GV : Notre indépendance, c’est notre plus grande force. C’est une ressource inestimable, tout comme notre identité. Il faut savoir que chez Neisson, 100% de notre personnel a été formé en Martinique. Nos ingénieurs ont été formés jusqu’au bac en Martinique, cela fait partie intégrante de l’identité de la distillerie.
WMAG.FR : Tu te sens porte-drapeau de l’AOC rhum Martinique ?
GV : Non, la question n’est pas là. Tout ce qui m’agace c’est de voir arriver de nouveaux acteurs sur l’île et souvent le discours consiste pour eux à vouloir révolutionner le monde du rhum. Ils apportent avec eux une vision biaisée du rhum des Antilles.
Je reprends souvent cette anecdote, mais on n’a jamais vu une distillerie de Guadeloupe ou de Martinique débouler en métropole pour apprendre aux cognaçais à faire du cognac, aux normands du calvados, et ainsi de suite…
Aujourd’hui un petit groupe te dira que l’AOC fige les choses. C’est faux. En 1987, on a créé notre appellation en nous inspirant des cognacs.
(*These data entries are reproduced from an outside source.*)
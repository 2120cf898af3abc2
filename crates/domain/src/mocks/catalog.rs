use super::poisoned;
use crate::entities::{Category, EntityId, Money, Product, ProductFilter};
use crate::errors::DomainError;
use crate::repositories::{CategoryRepository, ProductRepository};
use async_trait::async_trait;
use std::sync::atomic::{AtomicUsize, Ordering};
use std::sync::{Arc, Mutex};

#[derive(Debug, Clone, Default)]
pub struct MockCategoryRepository {
    categories: Arc<Mutex<Vec<Category>>>,
}

impl MockCategoryRepository {
    pub fn new() -> Self {
        Self::default()
    }
}

#[async_trait]
impl CategoryRepository for MockCategoryRepository {
    async fn find_by_id(&self, id: &EntityId) -> Result<Option<Category>, DomainError> {
        let categories = self.categories.lock().map_err(poisoned)?;
        Ok(categories
            .iter()
            .find(|category| category.id.as_ref() == Some(id))
            .cloned())
    }

    async fn save(&self, category: &Category) -> Result<Category, DomainError> {
        let mut saved = category.clone();
        saved.id = Some(saved.id.unwrap_or_else(EntityId::generate));
        self.categories.lock().map_err(poisoned)?.push(saved.clone());
        Ok(saved)
    }

    async fn find_all(&self) -> Result<Vec<Category>, DomainError> {
        Ok(self.categories.lock().map_err(poisoned)?.clone())
    }
}

/// Product store that counts batch lookups.
#[derive(Debug, Clone, Default)]
pub struct MockProductRepository {
    products: Arc<Mutex<Vec<Product>>>,
    lookups: Arc<AtomicUsize>,
}

impl MockProductRepository {
    pub fn new() -> Self {
        Self::default()
    }

    /// Number of `find_by_ids` calls served so far.
    pub fn lookups(&self) -> usize {
        self.lookups.load(Ordering::SeqCst)
    }

    pub fn set_price(&self, id: &EntityId, price: Money) -> Result<(), DomainError> {
        let mut products = self.products.lock().map_err(poisoned)?;
        let product = products
            .iter_mut()
            .find(|product| product.id.as_ref() == Some(id))
            .ok_or_else(|| DomainError::not_found("Product", id.to_string()))?;
        product.price = price;
        Ok(())
    }
}

#[async_trait]
impl ProductRepository for MockProductRepository {
    async fn find_by_ids(&self, ids: &[EntityId]) -> Result<Vec<Product>, DomainError> {
        self.lookups.fetch_add(1, Ordering::SeqCst);
        let products = self.products.lock().map_err(poisoned)?;
        Ok(products
            .iter()
            .filter(|product| product.id.map_or(false, |id| ids.contains(&id)))
            .cloned()
            .collect())
    }

    async fn save(&self, product: &Product) -> Result<Product, DomainError> {
        let mut saved = product.clone();
        saved.id = Some(saved.id.unwrap_or_else(EntityId::generate));
        self.products.lock().map_err(poisoned)?.push(saved.clone());
        Ok(saved)
    }

    async fn find(&self, filter: &ProductFilter) -> Result<Vec<Product>, DomainError> {
        let products = self.products.lock().map_err(poisoned)?;
        Ok(products
            .iter()
            .filter(|product| filter.matches(product))
            .cloned()
            .collect())
    }
}
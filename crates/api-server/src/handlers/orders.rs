use crate::error::ApiError;
use crate::state::AppState;
use axum::{
    extract::{rejection::JsonRejection, Path, State},
    http::StatusCode,
    response::{IntoResponse, Json},
};
use domain::{Order, OrderFilter, OrderView, PlaceOrder, RequestedItem};
use serde::{Deserialize, Serialize};
use tracing::info;

#[derive(Debug, Deserialize)]
#[serde(rename_all = "camelCase")]
pub struct CreateOrderRequest {
    pub user_id: Option<String>,
    #[serde(default)]
    pub products: Vec<OrderItemRequest>,
}

#[derive(Debug, Deserialize)]
pub struct OrderItemRequest {
    pub product: Option<String>,
    pub quantity: Option<i64>,
}

#[derive(Debug, Deserialize)]
pub struct UpdateStatusRequest {
    pub status: Option<String>,
}

#[derive(Debug, Serialize)]
pub struct OrderResponse {
    pub message: &'static str,
    pub order: Order,
}

#[derive(Debug, Serialize)]
pub struct OrderListResponse {
    pub message: &'static str,
    pub orders: Vec<OrderView>,
}

impl From<CreateOrderRequest> for PlaceOrder {
    fn from(request: CreateOrderRequest) -> Self {
        PlaceOrder {
            user_id: request.user_id,
            items: request
                .products
                .into_iter()
                .map(|item| RequestedItem {
                    product: item.product,
                    quantity: item.quantity,
                })
                .collect(),
        }
    }
}

pub async fn place_order(
    State(state): State<AppState>,
    payload: Result<Json<CreateOrderRequest>, JsonRejection>,
) -> Result<impl IntoResponse, ApiError> {
    let Json(payload) = payload?;
    info!("🛒 Placing order for user {:?}", payload.user_id);

    let order = state.store.order_placement.place_order(payload.into()).await?;
    Ok((
        StatusCode::CREATED,
        Json(OrderResponse {
            message: "Order created successfully",
            order,
        }),
    ))
}

pub async fn orders_for_user(
    State(state): State<AppState>,
    Path(user_id): Path<String>,
) -> Result<Json<OrderListResponse>, ApiError> {
    let filter = OrderFilter {
        user_id: Some(user_id),
    };
    let orders = state.store.order_admin.list_orders(&filter).await?;
    Ok(Json(OrderListResponse {
        message: "User orders fetched successfully",
        orders,
    }))
}

pub async fn list_orders(State(state): State<AppState>) -> Result<Json<OrderListResponse>, ApiError> {
    let orders = state.store.order_admin.list_orders(&OrderFilter::default()).await?;
    Ok(Json(OrderListResponse {
        message: "Orders fetched successfully",
        orders,
    }))
}

pub async fn update_status(
    State(state): State<AppState>,
    Path(order_id): Path<String>,
    payload: Result<Json<UpdateStatusRequest>, JsonRejection>,
) -> Result<Json<OrderResponse>, ApiError> {
    let Json(payload) = payload?;
    let order = state
        .store
        .order_admin
        .update_status(&order_id, payload.status.as_deref())
        .await?;
    Ok(Json(OrderResponse {
        message: "Order status updated successfully",
        order,
    }))
}
pub mod entities;
pub mod errors;
pub mod repositories;
pub mod security;
pub mod services;

#[cfg(any(test, feature = "test-utils"))]
pub mod mocks;

pub use entities::*;
pub use errors::*;
pub use repositories::*;
pub use security::*;
pub use services::*;
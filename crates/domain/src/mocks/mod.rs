//! In-memory repositories and security ports.
//!
//! Used by the unit tests in this crate and, behind the `test-utils`
//! feature, by the HTTP tests downstream. Handles are cheap to clone and
//! share their storage, so a test can keep one handle for assertions and
//! hand another to a service.

mod catalog;
mod order;
mod security;
mod user;

pub use catalog::{MockCategoryRepository, MockProductRepository};
pub use order::MockOrderRepository;
pub use security::{MockPasswordHasher, MockTokenIssuer};
pub use user::MockUserRepository;

use crate::errors::DomainError;

fn poisoned<T>(_: T) -> DomainError {
    DomainError::PersistenceError("in-memory store lock poisoned".to_string())
}
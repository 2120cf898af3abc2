use crate::entities::User;
use crate::errors::DomainError;
use crate::security::{PasswordHasher, TokenIssuer};
use async_trait::async_trait;

/// Reversible stand-in for a real password hash; fast enough for unit tests.
#[derive(Debug, Clone, Default)]
pub struct MockPasswordHasher;

impl MockPasswordHasher {
    const PREFIX: &'static str = "hashed:";
}

#[async_trait]
impl PasswordHasher for MockPasswordHasher {
    async fn hash(&self, password: &str) -> Result<String, DomainError> {
        Ok(format!("{}{}", Self::PREFIX, password))
    }

    async fn verify(&self, password: &str, hash: &str) -> Result<bool, DomainError> {
        Ok(hash.strip_prefix(Self::PREFIX) == Some(password))
    }
}

/// Issues `token-for:<user id>` strings.
#[derive(Debug, Clone, Default)]
pub struct MockTokenIssuer;

impl TokenIssuer for MockTokenIssuer {
    fn issue(&self, user: &User) -> Result<String, DomainError> {
        let id = user
            .id
            .ok_or_else(|| DomainError::SecurityError("cannot issue a token for an unsaved user".to_string()))?;
        Ok(format!("token-for:{}", id))
    }
}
Elle nous a permis de faire un vrai pas en avant sur l’origine de nos terroirs, la variété des sols, des cannes, une quête passionnante. Aujourd’hui beaucoup d’investisseurs débarquent sur l’île avec des objectifs de rentabilité. Sur le long terme ça ne fonctionne pas comme ça. Je défends l’AOC et oui, je défends mon terroir.
WMAG.FR : Il y a quelques années encore, Neisson a été l'une des premières distilleries à prendre le virage du bio. Par la suite, tu as travaillé la notion de terroir bien avant nombre de distilleries. Qu'est-ce que cela t'inspire ?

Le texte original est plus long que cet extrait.